Wazuh can integrate with various open-source and paid products, allowing for flexibility in customization based on use cases. Wazuh supports multiple use cases, allowing for in-depth customization. Additionally, Wazuh incorporates detection mechanisms such as tracing, shared internal suites, and leveraging third-party feeds. Machine learning mechanisms are also built to enhance detection capabilities, helping identify suspicious or anomalous behavior. It is open-source nature, which allows for widespread adoption and community support. The growing community contributes to its continued development and improvement.

I have built some rules that produce duplicate alerts two or three times. Therefore, these rules should be consolidated. Alerts should be specific rather than repeatedly triggered by integrating multiple factors. This issue needs improvement to create a more efficient alert system.

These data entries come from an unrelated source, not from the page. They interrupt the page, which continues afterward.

//! Legacy (V1) single-signature verification.
//!
//! A V1 attestation carries one signature, so it can only ever satisfy a
//! policy with `min <= 1`. Anything stricter is refused before any key is
//! looked up or any signature is checked.

use std::collections::BTreeSet;

use packsig_core::{
    evaluate_threshold, LegacyAttestation, Namespace, Reason, ThresholdPolicy,
    VerificationResult, LEGACY_ALGORITHM,
};
use packsig_registry::SignerRegistry;

use crate::audit::AuditSink;
use crate::engine::Engine;
use crate::error::Result;
use crate::gate::CapabilityGate;
use crate::resolve::{check_signature, Resolution};

impl<R: SignerRegistry, G: CapabilityGate, A: AuditSink> Engine<R, G, A> {
    pub(crate) async fn verify_legacy(
        &self,
        namespace: &Namespace,
        attestation: &LegacyAttestation,
        message: &[u8],
        policy: &ThresholdPolicy,
        now_ms: i64,
    ) -> Result<VerificationResult> {
        if policy.min > 1 {
            tracing::debug!(min = policy.min, "v1 attestation cannot meet threshold");
            return Ok(VerificationResult {
                ok: false,
                count: 0,
                reasons: vec![Reason::V1IncompatibleWithThreshold { min: policy.min }],
            });
        }

        let embedded = Some(&attestation.signer).filter(|key| !key.is_empty());
        let mut reasons = Vec::new();
        let mut valid = BTreeSet::new();

        match self.signer_id(attestation.kid.as_ref(), embedded) {
            None => reasons.push(Reason::MissingKidAndPub),
            Some(id) => match self
                .resolve_signer(namespace, &id, embedded, policy, now_ms)
                .await?
            {
                Resolution::Rejected(reason) => reasons.push(reason),
                Resolution::Key(_) if attestation.algorithm != LEGACY_ALGORITHM => {
                    tracing::debug!(alg = %attestation.algorithm, "unsupported v1 algorithm");
                    reasons.push(Reason::SigVerifyError(id));
                }
                Resolution::Key(key) => {
                    match check_signature(&id, &key, message, &attestation.signature) {
                        None => {
                            valid.insert(id);
                        }
                        Some(reason) => reasons.push(reason),
                    }
                }
            },
        }

        let count = valid.len() as u32;
        reasons.extend(evaluate_threshold(policy, &valid, count));
        let ok = count == 1 && !reasons.iter().any(Reason::is_policy);

        Ok(VerificationResult { ok, count, reasons })
    }
}
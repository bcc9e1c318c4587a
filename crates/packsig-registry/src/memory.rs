//! In-memory implementation of the SignerRegistry trait.
//!
//! Primarily for tests. The mutators exist to seed signer state; they are
//! not a key lifecycle implementation.

use std::collections::HashMap;
use std::sync::{RwLock, RwLockReadGuard, RwLockWriteGuard};

use async_trait::async_trait;

use packsig_core::{Kid, Namespace, SignerRecord, SignerStatus};

use crate::error::Result;
use crate::traits::SignerRegistry;

/// In-memory registry.
///
/// All data is lost when the registry is dropped. Thread-safe via RwLock.
#[derive(Default)]
pub struct MemoryRegistry {
    signers: RwLock<HashMap<(Namespace, Kid), SignerRecord>>,
}

impl MemoryRegistry {
    /// Create a new empty registry.
    pub fn new() -> Self {
        Self::default()
    }

    fn read(&self) -> RwLockReadGuard<'_, HashMap<(Namespace, Kid), SignerRecord>> {
        self.signers.read().unwrap_or_else(|e| e.into_inner())
    }

    fn write(&self) -> RwLockWriteGuard<'_, HashMap<(Namespace, Kid), SignerRecord>> {
        self.signers.write().unwrap_or_else(|e| e.into_inner())
    }

    /// Insert or replace a record.
    pub fn insert(&self, namespace: &Namespace, record: SignerRecord) {
        self.write()
            .insert((namespace.clone(), record.kid.clone()), record);
    }

    /// Remove a record. Returns whether it existed.
    pub fn remove(&self, namespace: &Namespace, kid: &Kid) -> bool {
        self.write()
            .remove(&(namespace.clone(), kid.clone()))
            .is_some()
    }

    /// Change a record's status. Returns whether the record exists.
    pub fn set_status(&self, namespace: &Namespace, kid: &Kid, status: SignerStatus) -> bool {
        match self.write().get_mut(&(namespace.clone(), kid.clone())) {
            Some(record) => {
                record.status = status;
                true
            }
            None => false,
        }
    }

    /// Mark a record revoked.
    pub fn revoke(&self, namespace: &Namespace, kid: &Kid) -> bool {
        self.set_status(namespace, kid, SignerStatus::Revoked)
    }

    /// Mark a record retired at the given time (Unix milliseconds).
    pub fn retire(&self, namespace: &Namespace, kid: &Kid, retired_at: i64) -> bool {
        match self.write().get_mut(&(namespace.clone(), kid.clone())) {
            Some(record) => {
                record.status = SignerStatus::Retired;
                record.retired_at = Some(retired_at);
                true
            }
            None => false,
        }
    }

    /// Number of records across all namespaces.
    pub fn len(&self) -> usize {
        self.read().len()
    }

    pub fn is_empty(&self) -> bool {
        self.read().is_empty()
    }
}

#[async_trait]
impl SignerRegistry for MemoryRegistry {
    async fn get_signer(&self, namespace: &Namespace, kid: &Kid) -> Result<Option<SignerRecord>> {
        Ok(self.read().get(&(namespace.clone(), kid.clone())).cloned())
    }
}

I have been using Wazuh as an end user since 2023.

The product is stable.

The solution is scalable. In the Bangladesh market, several banks are now actively considering Wazuh. They become fully compliant with compliance issues. Earlier, they were struggling to obtain approval and maintain compliance standards.

I have used Elastic Security. There are some customization needs in Wazuh. We cannot customize it.

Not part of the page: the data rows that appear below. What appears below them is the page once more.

//! Golden test vectors for deterministic canonicalization.
//!
//! These vectors pin the exact signing bytes for a set of packs. Any
//! implementation that signs or verifies packs must reproduce them.

use packsig_core::Pack;

/// A golden test vector.
#[derive(Debug, Clone)]
pub struct GoldenVector {
    /// Human-readable name for the vector.
    pub name: &'static str,
    /// What the vector exercises.
    pub description: &'static str,
    /// The pack as received (JSON, any key order).
    pub pack_json: &'static str,
    /// Expected canonical bytes (UTF-8).
    pub expected_canonical: &'static str,
}

/// Get all golden test vectors.
pub fn all_vectors() -> Vec<GoldenVector> {
    vec![
        GoldenVector {
            name: "minimal",
            description: "empty event list, tags defaulted",
            pack_json: r#"{"meta":{"contentHash":"h","contentCount":0,"lastUpdateMs":0},"events":[]}"#,
            expected_canonical: r#"{"events":[],"meta":{"contentCount":0,"contentHash":"h","lastUpdateMs":0,"tags":[]}}"#,
        },
        GoldenVector {
            name: "nested key order",
            description: "keys sorted at every depth, arrays and tags keep their order",
            pack_json: r#"{"events":[{"z":1,"a":{"y":[3,1],"b":null}}],"meta":{"tags":["b","a"],"lastUpdateMs":1700000000000,"contentCount":1,"contentHash":"sha256:ab"}}"#,
            expected_canonical: r#"{"events":[{"a":{"b":null,"y":[3,1]},"z":1}],"meta":{"contentCount":1,"contentHash":"sha256:ab","lastUpdateMs":1700000000000,"tags":["b","a"]}}"#,
        },
        GoldenVector {
            name: "escaping and byte order",
            description: "string escapes; non-ASCII keys sort after ASCII",
            pack_json: r#"{"meta":{"contentHash":"h3","contentCount":1,"lastUpdateMs":0},"events":[{"é":"x","e":"line\nbreak","Z":"\"q\""}]}"#,
            expected_canonical: r#"{"events":[{"Z":"\"q\"","e":"line\nbreak","é":"x"}],"meta":{"contentCount":1,"contentHash":"h3","lastUpdateMs":0,"tags":[]}}"#,
        },
        GoldenVector {
            name: "extra meta fields",
            description: "unknown meta fields are signed; events need not be objects",
            pack_json: r#"{"meta":{"contentHash":"h4","contentCount":3,"lastUpdateMs":-5,"channel":"stable"},"events":[1,"two",[3]]}"#,
            expected_canonical: r#"{"events":[1,"two",[3]],"meta":{"channel":"stable","contentCount":3,"contentHash":"h4","lastUpdateMs":-5,"tags":[]}}"#,
        },
        GoldenVector {
            name: "unsigned pack fields",
            description: "fields outside meta and events are not signed",
            pack_json: r#"{"meta":{"contentHash":"h5","contentCount":0,"lastUpdateMs":0,"tags":["t"]},"events":[],"localCache":{"hits":1}}"#,
            expected_canonical: r#"{"events":[],"meta":{"contentCount":0,"contentHash":"h5","lastUpdateMs":0,"tags":["t"]}}"#,
        },
        GoldenVector {
            name: "float forms",
            description: "integral floats lose their fraction, negative zero prints as 0, large exponents carry a sign",
            pack_json: r#"{"meta":{"contentHash":"h6","contentCount":1,"lastUpdateMs":0},"events":[{"x":1.0,"y":1e21,"z":-0.0,"w":0.5,"v":2.5e-7}]}"#,
            expected_canonical: r#"{"events":[{"v":2.5e-7,"w":0.5,"x":1,"y":1e+21,"z":0}],"meta":{"contentCount":1,"contentHash":"h6","lastUpdateMs":0,"tags":[]}}"#,
        },
        GoldenVector {
            name: "utf16 key order",
            description: "astral-plane keys sort by surrogate code units, before U+E000..U+FFFF",
            pack_json: "{\"meta\":{\"contentHash\":\"h7\",\"contentCount\":1,\"lastUpdateMs\":0},\"events\":[{\"\u{FF61}\":2,\"\u{1F600}\":1,\"a\":0}]}",
            expected_canonical: "{\"events\":[{\"a\":0,\"\u{1F600}\":1,\"\u{FF61}\":2}],\"meta\":{\"contentCount\":1,\"contentHash\":\"h7\",\"lastUpdateMs\":0,\"tags\":[]}}",
        },
    ]
}

/// Parse a vector's pack.
pub fn pack_from_vector(vector: &GoldenVector) -> Result<Pack, serde_json::Error> {
    serde_json::from_str(vector.pack_json)
}

/// Check one vector. Returns a description of the mismatch, if any.
pub fn verify_vector(vector: &GoldenVector) -> Result<(), String> {
    let pack = pack_from_vector(vector).map_err(|e| format!("{}: {}", vector.name, e))?;
    let canonical = pack.canonical_bytes();
    if canonical == vector.expected_canonical.as_bytes() {
        Ok(())
    } else {
        Err(format!(
            "{}: expected {}, got {}",
            vector.name,
            vector.expected_canonical,
            String::from_utf8_lossy(&canonical)
        ))
    }
}

/// Check every vector.
pub fn verify_all_vectors() -> Result<(), String> {
    all_vectors().iter().try_for_each(verify_vector)
}

#[cfg(test)]
mod tests {
    use super::*;

    #[test]
    fn test_all_vectors_pass() {
        for vector in all_vectors() {
            if let Err(mismatch) = verify_vector(&vector) {
                panic!("{}", mismatch);
            }
        }
    }

    #[test]
    fn test_vector_names_unique() {
        let vectors = all_vectors();
        let mut names: Vec<_> = vectors.iter().map(|v| v.name).collect();
        names.sort_unstable();
        names.dedup();
        assert_eq!(names.len(), vectors.len());
    }

    #[test]
    fn test_digest_is_stable() {
        for vector in all_vectors() {
            let pack = pack_from_vector(&vector).unwrap();
            let reparsed: Pack = serde_json::from_str(&serde_json::to_string(&pack).unwrap()).unwrap();
            assert_eq!(pack.canonical_digest(), reparsed.canonical_digest(), "{}", vector.name);
        }
    }
}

The initial setup is easy. Log management plays a crucial role in using Wazuh to its full potential. Assessing the volume and nature of the data is essential to determine EPS. This calculation is pivotal, as it dictates resource allocation, such as access, RAM, and storage specifications.

The product is an open-source platform.

Wazuh can onboard multiple customers onto a single deployment through its multi-tenancy feature. Each customer can have their own interface with the same deployment location.

The solution’s maintenance is easy.

Overall, I rate the solution an eight out of ten.

We use Wazuh for PCI compliance monitoring. It can detect whether a server or PCA node is PCI compliant.

Wazuh is simple to use for PCI compliance.

Some features, like alerting, are complex with Wazuh. Setting up alerts and triggers can be difficult, and the interface could be better. Compared to other platforms, such as New Relic, Wazuh's UI could be improved. New Relic has a similar interface, but the UI updates have made it a better product.

We have certain requirements regarding monitoring and whether Wazuh is completely compliant with them. It would be helpful to know if Wazuh is a complete solution for log monitoring, including the requirements of PCA and other security aspects.

I have been using Wazuh for a couple of months. We are using the latest version of the solution.

While installing some agents, our team faced some issues. However, the stability is otherwise good. I rate the solution's stability a seven out of ten.

The solution is scalable. We've three to five users using this solution. I rate the solution's scalability a seven or eight out of ten.

Wazuh provided good support for whatever usage or issues we were facing. They were ready to support us at any point.

We have used ELK before, but it was not a complete solution for our needs. We needed to integrate it with other solutions. Wazuh seemed a more comprehensive solution, especially compared to other providers. We also tried products from a local company, but their service was not as good as Wazuh. It is also an established company. We decided to use Wazuh.

The initial setup of Wazuh is simple. The internal person sets up the application and installs the agents. They were able to do it in a day. Both setup and configuration are straightforward.

The solution's pricing is very competitive. I rate the solution's pricing a nine out of ten, where one is expensive and ten is cheap.

Overall, I rate the solution an eight out of ten.